The Moffit House has already been lost, where shamefully town leaders just this week approved subdivision development, as well as many other important pieces of Cape history are in real jeopardy now of being lost forever.
Those interested in preserving real educational opportunities for future Cape May County children should call freeholders at 465-1065, as well as the West Cape May mayor and borough commissioners, 884-1005.
Dias Creek
Our Readers Write
Police Salaries Don’t
Replace Job Dangers
To The Editor:
I am writing in answer to a Spout Off from Rio Grande that complained about police making twice as much money as some people do.
My answer is: the police have an organization called “Concerns of Police Survivors.” The money that is donated goes to the families of policemen who have lost their life in the line of duty.
I would like to tell that to one of the widows who have lost their husband in the line of duty. No amount of money will bring him back.
Put yourself in her shoes before spouting off.
As far as the salaries that the police receive, no amount of money could replace the danger in their work when they put their lives on the line to protect people like the residents in Lower Township.
North Cape May
Make Bush Account
To The Editor:
Censure is a reasonable first step to holding the president accountable.
Even Republicans have acknowledged that the president broke the law and now they’re discussing plans to retroactively make his program legal.

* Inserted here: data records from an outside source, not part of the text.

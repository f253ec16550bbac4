//! petgraph-based directed view over a pipeline graph.

use std::collections::HashMap;

use petgraph::Direction;
use petgraph::algo::{has_path_connecting, is_cyclic_directed, toposort};
use petgraph::graph::{DiGraph, NodeIndex};

use super::types::PipelineGraph;

/// Component-level topology. Bindings naming unknown components are skipped;
/// callers that care about those check `PipelineGraph::binding_resolves`.
pub struct GraphTopology {
    pub graph: DiGraph<String, (String, String)>,
    pub node_indices: HashMap<String, NodeIndex>,
}

impl GraphTopology {
    pub fn build(pipeline: &PipelineGraph) -> Self {
        let mut graph = DiGraph::new();
        let mut node_indices = HashMap::new();

        for component in &pipeline.components {
            let idx = graph.add_node(component.name.clone());
            node_indices.entry(component.name.clone()).or_insert(idx);
        }

        for binding in &pipeline.bindings {
            let source = node_indices.get(&binding.from_component);
            let target = node_indices.get(&binding.to_component);
            if let (Some(&s), Some(&t)) = (source, target) {
                graph.add_edge(s, t, (binding.from_port.clone(), binding.to_port.clone()));
            }
        }

        GraphTopology {
            graph,
            node_indices,
        }
    }

    pub fn in_degree(&self, name: &str) -> usize {
        self.degree(name, Direction::Incoming)
    }

    pub fn out_degree(&self, name: &str) -> usize {
        self.degree(name, Direction::Outgoing)
    }

    fn degree(&self, name: &str, dir: Direction) -> usize {
        self.node_indices
            .get(name)
            .map(|&idx| self.graph.edges_directed(idx, dir).count())
            .unwrap_or(0)
    }

    /// True if `to` is reachable from `from` along bindings.
    pub fn reaches(&self, from: &str, to: &str) -> bool {
        match (self.node_indices.get(from), self.node_indices.get(to)) {
            (Some(&a), Some(&b)) => has_path_connecting(&self.graph, a, b, None),
            _ => false,
        }
    }

    pub fn is_cyclic(&self) -> bool {
        is_cyclic_directed(&self.graph)
    }

    /// A component on some cycle, if any.
    pub fn cycle_member(&self) -> Option<&str> {
        match toposort(&self.graph, None) {
            Ok(_) => None,
            Err(cycle) => Some(self.graph[cycle.node_id()].as_str()),
        }
    }
}

#[cfg(test)]
mod tests {
    use super::*;
    use crate::graph::{Binding, Component, ComponentKind};

    fn chain(bindings: Vec<Binding>) -> PipelineGraph {
        PipelineGraph {
            components: ["a", "b", "c"]
                .into_iter()
                .map(|n| Component::new(n, ComponentKind::Transformer))
                .collect(),
            bindings,
            ..Default::default()
        }
    }

    #[test]
    fn test_degrees_and_reachability() {
        let g = chain(vec![
            Binding::new("a", "out", "b", "in"),
            Binding::new("b", "out", "c", "in"),
            Binding::new("a", "out", "ghost", "in"),
        ]);
        let t = GraphTopology::build(&g);
        assert_eq!(t.out_degree("a"), 1);
        assert_eq!(t.in_degree("c"), 1);
        assert!(t.reaches("a", "c"));
        assert!(!t.reaches("c", "a"));
        assert!(!t.is_cyclic());
        assert_eq!(t.cycle_member(), None);
    }

    #[test]
    fn test_cycle_detected() {
        let g = chain(vec![
            Binding::new("a", "out", "b", "in"),
            Binding::new("b", "out", "a", "in"),
        ]);
        let t = GraphTopology::build(&g);
        assert!(t.is_cyclic());
        assert!(matches!(t.cycle_member(), Some("a") | Some("b")));
    }
}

This isn’t about partisan politics, its about the rule of law. If Congress doesn’t support censuring the president, theyâre saying its OK for the president, any president, to break the law.
Troiano: No One Invited City
To The Editor:
In the Herald’s March 29 edition, one of the anonymous writers to the Spout Off section wrote the following concerning a meeting of the Greater Wildwood Chamber of Commerce luncheon on March 15:
“Where was Wildwood? They were a no show. No one from an events committee or entertainment person was there to tell us what our tax dollars would be paying for this simmer.”
He or she went on to state, “Are these events secret or does Wildwood not like to share with others?”
We have researched our files and find no notice or invitation to such a meeting. The City of Wildwood has always responded to an invitation by sending a representative.
We did, however, find a Feb. 2 presentation the City of Wildwood made to Andrew Cripps, outgoing executive director of the Chamber of Commerce, commending him and his organization for their dedication to our community.
The City of Wildwood’s events are not secret and the statement is ludicrous. What advantage would it be to keep events secret? All our events are extensively advertised, not only locally but in out-of-town papers and television.
The only secrecy I see is the anonymity of the writer.
My advice is, first get your information straight, and then make an appointment to talk with me in my office.
I will be glad to discuss all of the City of Wildwood’s events, and answer any other questions.